A "cleaned up" version of Pineda's first map showing the Texas Coast.


     Pineda’s map, done in 1514, was the first document in Texas history.  By today’s standards, it is a rather crude rendition, with an oversized Cuba dominating the center of the Gulf, a misshapen Yucatan Peninsula to the left, and the coast curving past Texas, Louisiana, Mississippi, Alabama, and finally terminating at a rather boxy-shaped Florida on the far right.  Pineda proved La Florida was not an island, proved there was no outlet to China from the Gulf, and proved the Gulf was much larger than previously believed.  Cortes disputed his findings, probably in an attempt to keep from sharing any of the discovered lands with one of his many rivals, Francisco de Garay, the governor of Jamaica who financed Pineda’s expedition.

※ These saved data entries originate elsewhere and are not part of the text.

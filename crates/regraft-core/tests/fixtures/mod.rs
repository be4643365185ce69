//! Shared fixture: a file-backed database with a small ERP-shaped schema
//! (entities, join tables, polymorphic sites, encoded references, an
//! external-name registry) plus the catalog wiring for all of it.

use regraft_core::{
    catalog::{ColumnKind, DefaultStoreSpec, Delegation, MemoryCatalog, SpecialRemoval},
    config::EngineConfig,
    polyref::RefSite,
    registry::SqlNameRegistry,
    session::{DbConnection, DbPool, MigrationSession, open_pool},
};
use std::sync::Arc;
use tempfile::TempDir;

pub struct Fixture {
    pub session: MigrationSession,
    pub pool: DbPool,
    pub catalog: MemoryCatalog,
    _dir: TempDir,
}

pub fn fixture() -> Fixture {
    fixture_with(EngineConfig::default())
}

pub fn fixture_with(config: EngineConfig) -> Fixture {
    let _ = tracing_subscriber::fmt().with_test_writer().try_init();

    let dir = TempDir::new().expect("temp dir for fixture database");
    let path = dir.path().join("migration.db");
    let pool = open_pool(&path, 16).expect("fixture pool");

    let conn = pool.get().expect("fixture connection");
    conn.execute_batch(SCHEMA).expect("fixture schema");
    drop(conn);

    let catalog = build_catalog();
    let registry =
        SqlNameRegistry::with_defaults("external_name").expect("fixture registry spec");
    let session = MigrationSession::new(pool.clone(), Arc::new(catalog.clone()), config)
        .with_registry(Arc::new(registry));

    Fixture {
        session,
        pool,
        catalog,
        _dir: dir,
    }
}

const SCHEMA: &str = "
    CREATE TABLE partner (id INTEGER PRIMARY KEY, name TEXT);
    CREATE TABLE customer (id INTEGER PRIMARY KEY, name TEXT);
    CREATE TABLE project (id INTEGER PRIMARY KEY, name TEXT);
    CREATE TABLE task (
        id INTEGER PRIMARY KEY,
        name TEXT,
        tag_id INTEGER REFERENCES tag(id)
    );
    CREATE TABLE app_user (
        id INTEGER PRIMARY KEY,
        login TEXT,
        partner_id INTEGER REFERENCES partner(id)
    );
    CREATE TABLE sale_order (
        id INTEGER PRIMARY KEY,
        partner_id INTEGER REFERENCES partner(id) ON DELETE RESTRICT
    );
    CREATE TABLE tag (id INTEGER PRIMARY KEY, name TEXT);
    CREATE TABLE partner_tag (
        partner_id INTEGER NOT NULL REFERENCES partner(id) ON DELETE CASCADE,
        tag_id INTEGER NOT NULL REFERENCES tag(id) ON DELETE CASCADE,
        PRIMARY KEY (partner_id, tag_id)
    );
    CREATE TABLE partner_rel (
        src_id INTEGER NOT NULL REFERENCES partner(id) ON DELETE CASCADE,
        dst_id INTEGER NOT NULL REFERENCES partner(id) ON DELETE CASCADE,
        PRIMARY KEY (src_id, dst_id)
    );
    CREATE TABLE attachment (
        id INTEGER PRIMARY KEY,
        res_model TEXT,
        res_id INTEGER,
        name TEXT
    );
    CREATE TABLE subscription (
        id INTEGER PRIMARY KEY,
        res_model TEXT,
        res_id INTEGER,
        subscriber TEXT
    );
    CREATE UNIQUE INDEX subscription_uniq
        ON subscription (res_model, res_id, subscriber);
    CREATE TABLE audit_log (
        id INTEGER PRIMARY KEY,
        res_model_ord INTEGER,
        res_id INTEGER,
        note TEXT
    );
    CREATE TABLE message (id INTEGER PRIMARY KEY, target_ref TEXT);
    CREATE TABLE partner_note (id INTEGER PRIMARY KEY, res_id INTEGER, body TEXT);
    CREATE TABLE menu (
        id INTEGER PRIMARY KEY,
        parent_id INTEGER,
        name TEXT
    );
    CREATE TABLE doc_view (
        id INTEGER PRIMARY KEY,
        parent_id INTEGER,
        active INTEGER NOT NULL DEFAULT 1,
        name TEXT
    );
    CREATE TABLE default_store (
        id INTEGER PRIMARY KEY,
        entity TEXT NOT NULL,
        field TEXT NOT NULL,
        value TEXT
    );
    CREATE TABLE external_name (
        name TEXT PRIMARY KEY,
        entity TEXT NOT NULL,
        res_id INTEGER NOT NULL,
        protected INTEGER NOT NULL DEFAULT 0
    );
    CREATE TABLE orphan (id INTEGER PRIMARY KEY, name TEXT);
";

fn build_catalog() -> MemoryCatalog {
    let mut catalog = MemoryCatalog::new();
    catalog
        .register_entity("partner", "partner")
        .register_entity("customer", "customer")
        .register_entity("project", "project")
        .register_entity("task", "task")
        .register_entity("user", "app_user")
        .register_entity("order", "sale_order")
        .register_entity("tag", "tag")
        .register_entity("menu", "menu")
        .register_entity("view", "doc_view")
        .register_entity("orphan", "orphan");

    catalog.hint_column("task", "tag_id", ColumnKind::ManyToOne);

    catalog
        .add_reference_site(RefSite::unbound_by_name("attachment", "res_id", "res_model"))
        .add_reference_site(RefSite::unbound_by_name(
            "subscription",
            "res_id",
            "res_model",
        ))
        .add_reference_site(RefSite::unbound_by_ordinal(
            "audit_log",
            "res_id",
            "res_model_ord",
        ))
        .add_reference_site(RefSite::unbound_by_name("external_name", "res_id", "entity"))
        .add_reference_site(RefSite::bound("partner_note", "res_id", "partner"));

    catalog.add_encoded_column("message", "target_ref");

    catalog.set_default_store(DefaultStoreSpec {
        table: "default_store".to_owned(),
        entity_column: "entity".to_owned(),
        field_column: "field".to_owned(),
        value_column: "value".to_owned(),
    });

    catalog.add_delegation(
        "partner",
        Delegation {
            entity: "user".to_owned(),
            via_column: "partner_id".to_owned(),
        },
    );

    catalog.set_special_removal(
        "menu",
        SpecialRemoval::MenuTree {
            parent_column: "parent_id".to_owned(),
        },
    );
    catalog.set_special_removal(
        "view",
        SpecialRemoval::DocumentTree {
            parent_column: "parent_id".to_owned(),
            active_column: "active".to_owned(),
        },
    );

    catalog
}

impl Fixture {
    pub fn conn(&self) -> DbConnection {
        self.pool.get().expect("fixture connection")
    }

    pub fn exec(&self, sql: &str) {
        self.conn().execute_batch(sql).expect("fixture statement");
    }

    pub fn count(&self, sql: &str) -> i64 {
        self.conn()
            .query_row(sql, [], |row| row.get(0))
            .expect("fixture count query")
    }

    pub fn ids(&self, sql: &str) -> Vec<i64> {
        let conn = self.conn();
        let mut stmt = conn.prepare(sql).expect("fixture id query");
        let ids = stmt
            .query_map([], |row| row.get::<_, i64>(0))
            .expect("fixture id rows")
            .collect::<Result<Vec<_>, _>>()
            .expect("fixture id values");
        ids
    }

    /// Stable textual dump of a whole table, for byte-identical assertions.
    pub fn snapshot(&self, table: &str) -> Vec<String> {
        let conn = self.conn();
        let mut stmt = conn
            .prepare(&format!("SELECT * FROM \"{table}\" ORDER BY rowid"))
            .expect("fixture snapshot query");
        let width = stmt.column_count();
        let rows = stmt
            .query_map([], |row| {
                let mut parts = Vec::with_capacity(width);
                for index in 0..width {
                    parts.push(format!("{:?}", row.get_ref(index)?));
                }
                Ok(parts.join("|"))
            })
            .expect("fixture snapshot rows")
            .collect::<Result<Vec<_>, _>>()
            .expect("fixture snapshot values");
        rows
    }
}
use derive_more::Display;
use thiserror::Error as ThisError;

///
/// ErrorClass
///
/// Stable internal classification of engine failures. The class decides how
/// an orchestrator should react; the origin says which subsystem raised it.
///

#[derive(Clone, Copy, Debug, Display, Eq, PartialEq)]
pub enum ErrorClass {
    /// A referenced table or column does not exist. Fatal for the step.
    #[display("schema")]
    Schema,
    /// API misuse (cross-entity join remap, collapse without referrers, a
    /// malformed statement template). Fatal, signals a bug in the caller.
    #[display("invariant_violation")]
    InvariantViolation,
    /// One or more batch partitions failed. Carries every partition error.
    #[display("partition")]
    Partition,
    /// The database driver rejected a statement.
    #[display("backend")]
    Backend,
    #[display("internal")]
    Internal,
}

///
/// ErrorOrigin
///

#[derive(Clone, Copy, Debug, Display, Eq, PartialEq)]
pub enum ErrorOrigin {
    #[display("introspect")]
    Introspect,
    #[display("locate")]
    Locate,
    #[display("statement")]
    Statement,
    #[display("execute")]
    Execute,
    #[display("rewrite")]
    Rewrite,
    #[display("remove")]
    Remove,
    #[display("collapse")]
    Collapse,
    #[display("registry")]
    Registry,
    #[display("session")]
    Session,
}

///
/// PartitionError
///
/// One failed id-range partition of a batched statement.
///

#[derive(Clone, Debug, Display)]
#[display("[{lo}, {hi}]: {message}")]
pub struct PartitionError {
    pub lo: i64,
    pub hi: i64,
    pub message: String,
}

///
/// ErrorDetail
///
/// Optional structured error detail.
/// The variant (if present) must correspond to `class`.
///

#[derive(Clone, Debug)]
pub enum ErrorDetail {
    /// Every failed partition of a batched run, not just the first.
    Partitions(Vec<PartitionError>),
}

///
/// EngineError
///
/// Structured runtime error with a stable internal classification.
/// Not a stable API; intended for internal use and may change without notice.
///

#[derive(Debug, ThisError)]
#[error("{origin}: {message}")]
pub struct EngineError {
    pub class: ErrorClass,
    pub origin: ErrorOrigin,
    pub message: String,
    pub detail: Option<ErrorDetail>,
}

impl EngineError {
    pub fn new(class: ErrorClass, origin: ErrorOrigin, message: impl Into<String>) -> Self {
        Self {
            class,
            origin,
            message: message.into(),
            detail: None,
        }
    }

    /// Construct a schema error for a table that is not in the database.
    pub(crate) fn missing_table(origin: ErrorOrigin, table: &str) -> Self {
        Self::new(
            ErrorClass::Schema,
            origin,
            format!("table '{table}' does not exist"),
        )
    }

    /// Construct a schema error for an entity unknown to the catalog.
    pub(crate) fn unknown_entity(origin: ErrorOrigin, entity: &str) -> Self {
        Self::new(
            ErrorClass::Schema,
            origin,
            format!("entity '{entity}' is not registered in the catalog"),
        )
    }

    /// Construct an invariant violation for a specific origin.
    pub(crate) fn invariant(origin: ErrorOrigin, message: impl Into<String>) -> Self {
        Self::new(ErrorClass::InvariantViolation, origin, message.into())
    }

    /// Construct a backend error for a specific origin.
    pub(crate) fn backend(origin: ErrorOrigin, message: impl Into<String>) -> Self {
        Self::new(ErrorClass::Backend, origin, message.into())
    }

    /// Aggregate failed partitions into a single error carrying all of them.
    pub(crate) fn partitions(origin: ErrorOrigin, table: &str, failed: Vec<PartitionError>) -> Self {
        let ranges = failed
            .iter()
            .map(ToString::to_string)
            .collect::<Vec<_>>()
            .join("; ");
        Self {
            class: ErrorClass::Partition,
            origin,
            message: format!(
                "{n} partition(s) failed on table '{table}': {ranges}",
                n = failed.len()
            ),
            detail: Some(ErrorDetail::Partitions(failed)),
        }
    }

    #[must_use]
    pub const fn is_schema(&self) -> bool {
        matches!(self.class, ErrorClass::Schema)
    }

    #[must_use]
    pub const fn is_invariant_violation(&self) -> bool {
        matches!(self.class, ErrorClass::InvariantViolation)
    }
}

///
/// SqlResultExt
///
/// Attach an origin when propagating driver errors. Keeps `?` ergonomics
/// without a blanket `From` that would erase where the statement ran.
///

pub(crate) trait SqlResultExt<T> {
    fn at(self, origin: ErrorOrigin) -> Result<T, EngineError>;
}

impl<T> SqlResultExt<T> for Result<T, rusqlite::Error> {
    fn at(self, origin: ErrorOrigin) -> Result<T, EngineError> {
        self.map_err(|err| EngineError::backend(origin, err.to_string()))
    }
}

impl<T> SqlResultExt<T> for Result<T, r2d2::Error> {
    fn at(self, origin: ErrorOrigin) -> Result<T, EngineError> {
        self.map_err(|err| EngineError::backend(origin, format!("connection pool: {err}")))
    }
}
//! Polymorphic reference sites.
//!
//! A polymorphic reference stores its target entity as data: either a
//! sibling column holding the entity name (or the entity's catalog
//! ordinal), or a single text column encoded as `entity-name,record-id`.

use crate::{
    catalog::Catalog,
    error::EngineError,
    schema::SchemaCache,
};
use rusqlite::Connection;
use serde::{Deserialize, Serialize};
use std::sync::{Arc, Mutex};
use tracing::debug;

///
/// RefSite
///
/// One polymorphic reference site. Exactly one of `res_model_column` /
/// `res_model_id_column` is set for an unbound site; `bound_model` is set
/// instead when the column's declared semantics fix the target entity.
///

#[derive(Clone, Debug, Deserialize, Eq, PartialEq, Serialize)]
pub struct RefSite {
    table: String,
    res_id_column: String,
    res_model_column: Option<String>,
    res_model_id_column: Option<String>,
    bound_model: Option<String>,
}

impl RefSite {
    /// A site whose target entity is fixed by declaration.
    #[must_use]
    pub fn bound(table: impl Into<String>, res_id_column: impl Into<String>, model: impl Into<String>) -> Self {
        Self {
            table: table.into(),
            res_id_column: res_id_column.into(),
            res_model_column: None,
            res_model_id_column: None,
            bound_model: Some(model.into()),
        }
    }

    /// A site reading the target entity name from a sibling text column.
    #[must_use]
    pub fn unbound_by_name(
        table: impl Into<String>,
        res_id_column: impl Into<String>,
        res_model_column: impl Into<String>,
    ) -> Self {
        Self {
            table: table.into(),
            res_id_column: res_id_column.into(),
            res_model_column: Some(res_model_column.into()),
            res_model_id_column: None,
            bound_model: None,
        }
    }

    /// A site reading the target entity's catalog ordinal from a sibling
    /// integer column.
    #[must_use]
    pub fn unbound_by_ordinal(
        table: impl Into<String>,
        res_id_column: impl Into<String>,
        res_model_id_column: impl Into<String>,
    ) -> Self {
        Self {
            table: table.into(),
            res_id_column: res_id_column.into(),
            res_model_column: None,
            res_model_id_column: Some(res_model_id_column.into()),
            bound_model: None,
        }
    }

    #[must_use]
    pub fn table(&self) -> &str {
        &self.table
    }

    #[must_use]
    pub fn res_id_column(&self) -> &str {
        &self.res_id_column
    }

    #[must_use]
    pub fn res_model_column(&self) -> Option<&str> {
        self.res_model_column.as_deref()
    }

    #[must_use]
    pub fn res_model_id_column(&self) -> Option<&str> {
        self.res_model_id_column.as_deref()
    }

    #[must_use]
    pub fn bound_model(&self) -> Option<&str> {
        self.bound_model.as_deref()
    }

    #[must_use]
    pub const fn is_bound(&self) -> bool {
        self.bound_model.is_some()
    }

    /// The sibling column carrying the entity, whichever encoding applies.
    #[must_use]
    pub fn model_column(&self) -> Option<&str> {
        self.res_model_column
            .as_deref()
            .or(self.res_model_id_column.as_deref())
    }
}

///
/// EncodedColumn
///
/// A text column storing `entity-name,record-id` in one field.
///

#[derive(Clone, Debug, Deserialize, Eq, PartialEq, Serialize)]
pub struct EncodedColumn {
    pub table: String,
    pub column: String,
}

///
/// ReferenceLocator
///
/// Enumerates every usable polymorphic site and encoded column once per
/// run. Sites on missing tables, missing columns, or non-writable id
/// columns are dropped with a debug note, not an error.
///

#[derive(Debug, Default)]
pub(crate) struct ReferenceLocator {
    sites: Mutex<Option<Arc<Vec<RefSite>>>>,
    encoded: Mutex<Option<Arc<Vec<EncodedColumn>>>>,
}

impl ReferenceLocator {
    pub fn new() -> Self {
        Self::default()
    }

    pub fn sites(
        &self,
        conn: &Connection,
        schema: &SchemaCache,
        catalog: &dyn Catalog,
    ) -> Result<Arc<Vec<RefSite>>, EngineError> {
        if let Some(sites) = self.sites.lock().expect("locator poisoned").as_ref() {
            return Ok(Arc::clone(sites));
        }

        let mut usable = Vec::new();
        for site in catalog.reference_sites() {
            if !schema.table_exists(conn, site.table())? {
                debug!(table = site.table(), "reference site on missing table skipped");
                continue;
            }
            let facts = schema.facts(conn, site.table())?;
            if !facts.column(site.res_id_column()).is_some_and(|c| c.updatable) {
                debug!(
                    table = site.table(),
                    column = site.res_id_column(),
                    "reference site with non-writable id column skipped"
                );
                continue;
            }
            if let Some(model_col) = site.model_column()
                && facts.column(model_col).is_none()
            {
                debug!(
                    table = site.table(),
                    column = model_col,
                    "reference site with missing entity column skipped"
                );
                continue;
            }
            usable.push(site);
        }

        let usable = Arc::new(usable);
        *self.sites.lock().expect("locator poisoned") = Some(Arc::clone(&usable));
        Ok(usable)
    }

    pub fn bound_sites(
        &self,
        conn: &Connection,
        schema: &SchemaCache,
        catalog: &dyn Catalog,
    ) -> Result<Vec<RefSite>, EngineError> {
        Ok(self
            .sites(conn, schema, catalog)?
            .iter()
            .filter(|s| s.is_bound())
            .cloned()
            .collect())
    }

    pub fn unbound_sites(
        &self,
        conn: &Connection,
        schema: &SchemaCache,
        catalog: &dyn Catalog,
    ) -> Result<Vec<RefSite>, EngineError> {
        Ok(self
            .sites(conn, schema, catalog)?
            .iter()
            .filter(|s| !s.is_bound())
            .cloned()
            .collect())
    }

    pub fn encoded_columns(
        &self,
        conn: &Connection,
        schema: &SchemaCache,
        catalog: &dyn Catalog,
    ) -> Result<Arc<Vec<EncodedColumn>>, EngineError> {
        if let Some(cols) = self.encoded.lock().expect("locator poisoned").as_ref() {
            return Ok(Arc::clone(cols));
        }

        let mut usable = Vec::new();
        for enc in catalog.encoded_reference_columns() {
            if !schema.table_exists(conn, &enc.table)? {
                debug!(table = %enc.table, "encoded reference on missing table skipped");
                continue;
            }
            if !schema.column_updatable(conn, &enc.table, &enc.column)? {
                debug!(
                    table = %enc.table,
                    column = %enc.column,
                    "non-writable encoded reference column skipped"
                );
                continue;
            }
            usable.push(enc);
        }

        let usable = Arc::new(usable);
        *self.encoded.lock().expect("locator poisoned") = Some(Arc::clone(&usable));
        Ok(usable)
    }
}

     Pineda’s discoveries were taken to Seville and entered into the Patron Real, a master map of the Caribbean set up for the king to keep track of all discoveries, claims, and counter-claims in the area.   These maps were shared with any Spanish ship’s captains, explorers, or conquistadores bound for the New World.   One of the first explorers to use Pineda’s information was Panfilo de Narvez, who, in 1527, mounted an expedition to explore, colonize, and settle La Florida.  A thirty-five year old soldier with the unlikely name of “Head of a Cow,” Alvar Nunez Cabeza de Vaca, was the king’s accountant and second in military command of this expedition.

 

More to come….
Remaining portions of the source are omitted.